I think this group has sadly enough reached the end off it’s life. Though it is the only group that I know concerning OT. The information given is of tremendous value, and we need information, but as so many groups before, they reach a phase of not getting enough members and older members talked out. So the group dies. It happens to a lot of groups. I wonder if a facebook group would gather more interest. Just wondering. To answer your other question about the overhead lights I do not have that problem. If any light, the dark is a bigger enemy than light. I do stumble a lot more when it is dark than when i have a little light. I am not sure how light could influence your muscles. Maybe ask your gp if that sounds plausible.

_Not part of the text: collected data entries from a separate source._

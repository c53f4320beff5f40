//! # mdsplice-core
//!
//! Core library for the mdsplice documentation preprocessor.
//!
//! This crate provides the building blocks for assembling manual pages and
//! book chapters from modular markdown sources: recursive `{{#include}}`
//! expansion, `@docroot@`/`@_at_` reference rewriting, bracketed-anchor
//! transformation, and the host generator's book-tree model.

pub mod anchors;
pub mod book;
pub mod error;
pub mod include;
pub mod preprocess;
pub mod rewrite;

pub use anchors::AnchorMode;
pub use book::{Book, BookItem, Chapter, HostContext};
pub use error::{Error, Result};
pub use include::{expand_includes, Roots};
pub use preprocess::{anchor_pass, process_file, substitute_pass};
pub use rewrite::{RendererContext, DEFAULT_DOCS_BASE_URL};
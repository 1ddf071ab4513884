//! Container data structures.
//!
//! This module contains the generic containers provided by kukui:
//! - [`trie_map`]: a map from element sequences to values, stored as a
//!   prefix tree with pluggable per-node branch storage
//! - [`worklists`]: stack and queue containers for pending work

pub mod trie_map;
pub mod worklists;

// Re-export common data structures
pub use trie_map::{
    BTreeTrieMap, HashTrieMap, SequenceKey, TrieMap, TrieMapConfig, TrieMapError, TrieMapResult,
};
pub use worklists::{
    ArrayStack, CircularArrayFifoQueue, FixedSizeWorkList, ListFifoQueue, WorkList,
    WorkListConfig, WorkListError, WorkListResult,
};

There is a Facebook Page which has over 600 members. It was established several years ago by a young Australian woman and its membership is constantly growing with people from all over the world. The Dutch also have their own site. You can ask anything on the Facebook page and there always seems to be someone who can give you an answer on their experience. It is a closed group so you will have to apply to become a member.
Lynette, Kaikoura, New Zealand

Thanks, will check that out!

The two groups on Facebook are great. I participate in both. The Melbourne, Australia based group is very active and friendly. I read the transcripts and watched YouTube videos from their April 2019 conference. Great speakers: Neurologist, Physical Therapist, and a Neurologist from Nebraska who spoke of current research.
I think all sites, including this one, are very beneficial. It helps tremendously to know there are others out there in many countries.